For IHC, FGFR4 antibody MABD120 (Millipore Sigma) was used at a 1:250 dilution after antigen retrieval using heated citrate buffer, pH 6.0. Staining was detected using Envision Dual Link+ HRP Polymer and DAB (Dako). FGFR4 IHC was performed on an ER+ IDC bone metastasis collected from the University of Pittsburgh, and a paired ER+ IDC primary tumor and metachronous local recurrence collected from Charite Universitaetsmedizin Berlin. The bone metastasis was detected 41 months following primary tumor diagnosis and treatment with chemotherapy, trastuzamab, and anastrozole. The local recurrence was detected 37 months following primary tumor diagnosis and treatment with chemotherapy, trastuzamab, and tamoxifen. Additional antibody validation of MABD120 is described in the Supplementary Material, using cell lines and 22 primary ER+ ILCs.
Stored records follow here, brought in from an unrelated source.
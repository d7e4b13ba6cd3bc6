use serde::{Deserialize, Serialize};

/// Body of `POST /admin/login`. The session itself travels in a cookie.
#[derive(Debug, Clone, PartialEq, Serialize, Deserialize)]
pub struct LoginRequest {
    pub username: String,
    pub password: String,
}

impl LoginRequest {
    /// Both fields must be non-blank before a request is sent
    pub fn is_complete(&self) -> bool {
        !self.username.trim().is_empty() && !self.password.trim().is_empty()
    }
}

/// Credentials kept by the "remember me" option
#[derive(Debug, Clone, PartialEq, Eq, Default, Serialize, Deserialize)]
pub struct RememberedCredentials {
    pub username: String,
    pub password: String,
}

#[cfg(test)]
mod tests {
    use super::*;

    #[test]
    fn test_is_complete() {
        let mut req = LoginRequest {
            username: "admin".into(),
            password: " ".into(),
        };
        assert!(!req.is_complete());
        req.password = "secret".into();
        assert!(req.is_complete());
    }
}
use super::view_model::ProductFormViewModel;
use crate::domain::a001_product::catalog::display_label;
use crate::shared::form::{ConfirmOutcome, FieldKey};
use crate::shared::icons::icon;
use crate::shared::image_selection::picked_files;
use leptos::ev::KeyboardEvent;
use leptos::html;
use leptos::prelude::*;
use wasm_bindgen::JsCast;

/// Element handles for moving focus between fields
#[derive(Clone, Copy)]
pub struct FieldRefs {
    pub name: NodeRef<html::Input>,
    pub price: NodeRef<html::Input>,
    pub description: NodeRef<html::Textarea>,
    pub category: NodeRef<html::Select>,
    pub subcategory: NodeRef<html::Select>,
    pub image: NodeRef<html::Input>,
}

impl FieldRefs {
    pub fn new() -> Self {
        Self {
            name: NodeRef::new(),
            price: NodeRef::new(),
            description: NodeRef::new(),
            category: NodeRef::new(),
            subcategory: NodeRef::new(),
            image: NodeRef::new(),
        }
    }

    pub fn focus(&self, key: FieldKey) {
        let result = match key {
            FieldKey::Name => self.name.get().map(|el| el.focus()),
            FieldKey::Price => self.price.get().map(|el| el.focus()),
            FieldKey::Description => self.description.get().map(|el| el.focus()),
            FieldKey::Category => self.category.get().map(|el| el.focus()),
            FieldKey::Subcategory => self.subcategory.get().map(|el| el.focus()),
            FieldKey::Image => self.image.get().map(|el| el.focus()),
        };
        if let Some(Err(e)) = result {
            log::debug!("focus {} failed: {:?}", key.as_str(), e);
        }
    }
}

impl Default for FieldRefs {
    fn default() -> Self {
        Self::new()
    }
}

/// Enter validates the field and moves on; Shift+Enter in the description is a newline
fn handle_enter(
    vm: ProductFormViewModel,
    refs: FieldRefs,
    on_submit: Callback<()>,
    key: FieldKey,
    ev: &KeyboardEvent,
) {
    if ev.key() != "Enter" {
        return;
    }
    let shift = ev.shift_key();
    if key == FieldKey::Description && shift {
        return;
    }
    ev.prevent_default();
    match vm.form.try_update(|f| f.on_confirm(key, shift)) {
        Some(ConfirmOutcome::Stay(next)) | Some(ConfirmOutcome::Focus(next)) => refs.focus(next),
        Some(ConfirmOutcome::Submit) => on_submit.run(()),
        _ => {}
    }
}

fn field_class(base: &'static str, has_error: bool) -> String {
    if has_error {
        format!("{} {}--error", base, base)
    } else {
        base.to_string()
    }
}

#[component]
fn FieldError(vm: ProductFormViewModel, key: FieldKey) -> impl IntoView {
    move || {
        vm.error(key)
            .map(|message| view! { <p class="form__error">{message}</p> })
    }
}

/// Text, price and catalog fields shared by the add and edit screens
#[component]
pub fn ProductFormFields(
    vm: ProductFormViewModel,
    refs: FieldRefs,
    on_submit: Callback<()>,
) -> impl IntoView {
    let change = move |key: FieldKey, value: String| vm.form.update(|f| f.on_change(key, value));
    let blur = move |key: FieldKey| vm.form.update(|f| f.on_blur(key));
    let focus = move |key: FieldKey| vm.form.update(|f| f.on_focus(key));

    view! {
        <div class="form__group">
            <label class="form__label">"Όνομα προϊόντος"</label>
            <input
                type="text"
                node_ref=refs.name
                class=move || field_class("form__input", vm.error(FieldKey::Name).is_some())
                placeholder="π.χ. Ασύρματα Ακουστικά"
                prop:value=move || vm.value(FieldKey::Name)
                on:input=move |ev| change(FieldKey::Name, event_target_value(&ev))
                on:focus=move |_| focus(FieldKey::Name)
                on:blur=move |_| blur(FieldKey::Name)
                on:keydown=move |ev| handle_enter(vm, refs, on_submit, FieldKey::Name, &ev)
            />
            <FieldError vm=vm key=FieldKey::Name />
        </div>

        <div class="form__group">
            <label class="form__label">"Τιμή (€)"</label>
            <input
                type="text"
                inputmode="decimal"
                node_ref=refs.price
                class=move || field_class("form__input", vm.error(FieldKey::Price).is_some())
                placeholder="π.χ. 49.99"
                prop:value=move || vm.value(FieldKey::Price)
                on:input=move |ev| change(FieldKey::Price, event_target_value(&ev))
                on:focus=move |_| focus(FieldKey::Price)
                on:blur=move |_| blur(FieldKey::Price)
                on:keydown=move |ev| handle_enter(vm, refs, on_submit, FieldKey::Price, &ev)
            />
            <FieldError vm=vm key=FieldKey::Price />
        </div>

        <div class="form__group">
            <label class="form__label">"Περιγραφή"</label>
            <textarea
                node_ref=refs.description
                rows="4"
                class=move || field_class("form__textarea", vm.error(FieldKey::Description).is_some())
                placeholder="Μια σύντομη περιγραφή του προϊόντος"
                prop:value=move || vm.value(FieldKey::Description)
                on:input=move |ev| change(FieldKey::Description, event_target_value(&ev))
                on:focus=move |_| focus(FieldKey::Description)
                on:blur=move |_| blur(FieldKey::Description)
                on:keydown=move |ev| handle_enter(vm, refs, on_submit, FieldKey::Description, &ev)
            ></textarea>
            <FieldError vm=vm key=FieldKey::Description />
        </div>

        <div class="form__row">
            <div class="form__group">
                <label class="form__label">"Κατηγορία"</label>
                <select
                    node_ref=refs.category
                    class=move || field_class("form__select", vm.error(FieldKey::Category).is_some())
                    prop:value=move || vm.value(FieldKey::Category)
                    on:change=move |ev| change(FieldKey::Category, event_target_value(&ev))
                    on:focus=move |_| focus(FieldKey::Category)
                    on:blur=move |_| blur(FieldKey::Category)
                    on:keydown=move |ev| handle_enter(vm, refs, on_submit, FieldKey::Category, &ev)
                >
                    <option value="">"-- Επιλέξτε --"</option>
                    {move || {
                        let selected = vm.value(FieldKey::Category);
                        vm.catalog.with(|c| c.data.categories.clone()).into_iter().map(|cat| {
                            let is_selected = cat == selected;
                            view! {
                                <option value=cat.clone() selected=is_selected>{display_label(&cat)}</option>
                            }
                        }).collect_view()
                    }}
                </select>
                <FieldError vm=vm key=FieldKey::Category />
            </div>

            <div class="form__group">
                <label class="form__label">"Υποκατηγορία"</label>
                <select
                    node_ref=refs.subcategory
                    class=move || field_class("form__select", vm.error(FieldKey::Subcategory).is_some())
                    prop:value=move || vm.value(FieldKey::Subcategory)
                    on:change=move |ev| change(FieldKey::Subcategory, event_target_value(&ev))
                    on:focus=move |_| focus(FieldKey::Subcategory)
                    on:blur=move |_| blur(FieldKey::Subcategory)
                    on:keydown=move |ev| handle_enter(vm, refs, on_submit, FieldKey::Subcategory, &ev)
                >
                    <option value="">"-- Επιλέξτε --"</option>
                    {move || {
                        let selected = vm.value(FieldKey::Subcategory);
                        vm.subcategory_options().into_iter().map(|sub| {
                            let is_selected = sub == selected;
                            view! {
                                <option value=sub.clone() selected=is_selected>{display_label(&sub)}</option>
                            }
                        }).collect_view()
                    }}
                </select>
                <FieldError vm=vm key=FieldKey::Subcategory />
            </div>
        </div>
    }
}

/// Multi-file picker with a preview grid
#[component]
pub fn ImagePicker(vm: ProductFormViewModel, refs: FieldRefs) -> impl IntoView {
    let on_pick = move |ev: leptos::ev::Event| {
        let Some(input) = ev
            .target()
            .and_then(|t| t.dyn_into::<web_sys::HtmlInputElement>().ok())
        else {
            return;
        };
        vm.add_images(picked_files(&input));
        // lets the same file be picked again after removal
        input.set_value("");
    };

    view! {
        <div class="form__group">
            <label class="form__label">"Εικόνες"</label>
            <input
                type="file"
                accept="image/*"
                multiple=true
                node_ref=refs.image
                class="form__file"
                on:change=on_pick
            />
            <FieldError vm=vm key=FieldKey::Image />

            <Show when=move || !vm.tiles.with(Vec::is_empty)>
                <div class="image-grid">
                    {move || vm.tiles.get().into_iter().enumerate().map(|(index, tile)| {
                        view! {
                            <div class="image-grid__item">
                                <img src=tile.url alt=tile.name.clone() class="image-grid__img" />
                                <span class="image-grid__name">{tile.name}</span>
                                <button
                                    type="button"
                                    class="button button--icon image-grid__remove"
                                    title="Αφαίρεση"
                                    on:click=move |_| vm.remove_image(index)
                                >
                                    {icon("x")}
                                </button>
                            </div>
                        }
                    }).collect_view()}
                </div>
                <button type="button" class="button button--secondary" on:click=move |_| vm.clear_images()>
                    "Καθαρισμός εικόνων"
                </button>
            </Show>
        </div>
    }
}

/// Images already stored for the product
#[component]
pub fn ExistingImages(vm: ProductFormViewModel) -> impl IntoView {
    view! {
        <div class="form__group">
            <label class="form__label">"Τρέχουσες εικόνες"</label>
            {move || {
                let urls = vm.existing_images.get();
                if urls.is_empty() {
                    view! { <p class="form__hint">"Δεν υπάρχουν εικόνες."</p> }.into_any()
                } else {
                    view! {
                        <div class="image-grid">
                            {urls.into_iter().map(|url| view! {
                                <div class="image-grid__item">
                                    <img src=url class="image-grid__img" alt="" />
                                </div>
                            }).collect_view()}
                        </div>
                    }.into_any()
                }
            }}
        </div>
    }
}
FGFR4 hotspot mutation rates

The FGFR4 hotspots (N535 and V550) were queried in MSK-IMPACT and the Lefebvre et al. study using the cBio portal,29 and MET500 using the MET500 portal (https://met500.path.med.umich.edu). MSK-IMPACT contains designations for primary and metastatic tumors, whereas Foundation Medicine contains designations for local (including local recurrences) and metastatic tumors. In all cases, lymph node metastases and distant recurrences were grouped together. For analysis of mutation rate in the Foundation Medicine and Lefebvre et al. studies, tumors of unspecified histology with a CDH1 mutation or homozygous deletion in CDH1 were classified as ILC. Approval for use of the Foundation Medicine data was obtained from the Western Institutional Review Board (Protocol no. 20152817).
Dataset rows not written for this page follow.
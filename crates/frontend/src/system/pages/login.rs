use contracts::system::auth::LoginRequest;
use leptos::html;
use leptos::prelude::*;
use leptos::task::spawn_local;
use leptos_router::hooks::use_navigate;

use crate::shared::gateway::HttpGateway;
use crate::system::auth::context::{use_auth, AuthState};
use crate::system::auth::{api, storage};

#[component]
pub fn LoginPage() -> impl IntoView {
    let (username, set_username) = signal(String::new());
    let (password, set_password) = signal(String::new());
    let (remember, set_remember) = signal(false);
    let (error_message, set_error_message) = signal(Option::<String>::None);
    let (is_loading, set_is_loading) = signal(false);
    let password_ref = NodeRef::<html::Input>::new();

    let (_, set_auth_state) = use_auth();
    let navigate = use_navigate();

    // Prefill from remembered credentials
    if let Some(creds) = storage::browser_settings().load().remembered {
        set_username.set(creds.username);
        set_password.set(creds.password);
        set_remember.set(true);
    }

    let submit = move || {
        if is_loading.get_untracked() {
            return;
        }
        let request = LoginRequest {
            username: username.get_untracked(),
            password: password.get_untracked(),
        };
        let remember_me = remember.get_untracked();
        set_error_message.set(None);
        if !request.is_complete() {
            set_error_message.set(Some(api::LoginError::MissingFields.to_string()));
            return;
        }

        set_is_loading.set(true);
        let navigate = navigate.clone();
        spawn_local(async move {
            let settings = storage::browser_settings();
            let result = api::login_flow(&HttpGateway, &settings, request, remember_me).await;
            set_is_loading.try_set(false);
            match result {
                Ok(()) => {
                    set_auth_state.try_set(AuthState { logged_in: true });
                    navigate("/dashboard", Default::default());
                }
                Err(e) => {
                    set_error_message.try_set(Some(e.to_string()));
                }
            }
        });
    };
    let submit = StoredValue::new_local(submit);

    view! {
        <div class="login-container">
            <div class="login-box">
                <h1 class="login-box__title">"Forging Solutions"</h1>

                <input
                    type="text"
                    class="form__input"
                    placeholder="Όνομα Χρήστη"
                    prop:value=move || username.get()
                    on:input=move |ev| set_username.set(event_target_value(&ev))
                    on:keydown=move |ev: leptos::ev::KeyboardEvent| {
                        if ev.key() == "Enter" {
                            ev.prevent_default();
                            if let Some(input) = password_ref.get() {
                                let _ = input.focus();
                            }
                        }
                    }
                    disabled=move || is_loading.get()
                />

                <input
                    type="password"
                    class="form__input"
                    placeholder="Κωδικός Πρόσβασης"
                    node_ref=password_ref
                    prop:value=move || password.get()
                    on:input=move |ev| set_password.set(event_target_value(&ev))
                    on:keydown=move |ev: leptos::ev::KeyboardEvent| {
                        if ev.key() == "Enter" {
                            ev.prevent_default();
                            submit.with_value(|f| f());
                        }
                    }
                    disabled=move || is_loading.get()
                />

                <label class="login-box__remember">
                    <input
                        type="checkbox"
                        prop:checked=move || remember.get()
                        on:change=move |_| set_remember.update(|v| *v = !*v)
                        disabled=move || is_loading.get()
                    />
                    <span>"Να με θυμάσαι"</span>
                </label>

                <Show when=move || error_message.get().is_some()>
                    <div class="error-message">
                        {move || error_message.get().unwrap_or_default()}
                    </div>
                </Show>

                <button
                    class="button button--primary"
                    on:click=move |_| submit.with_value(|f| f())
                    disabled=move || is_loading.get()
                >
                    {move || if is_loading.get() { "Σύνδεση..." } else { "Σύνδεση" }}
                </button>
            </div>
        </div>
    }
}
Statistical considerations

GraphPad Prism software version 7, and R version 3.4.1 were used for statistical analysis. All tests were two-tailed, with p < 0.05 considered statistically significant. Paired Wilcoxon rank signed tests were used for expression gains in metastases. Fisher’s exact tests were used to quantify odds-ratios and significance for enrichment of FGFR4 hotspot mutations.

Reporting summary

Further information on research design is available in the Nature Research Reporting Summary linked to this article.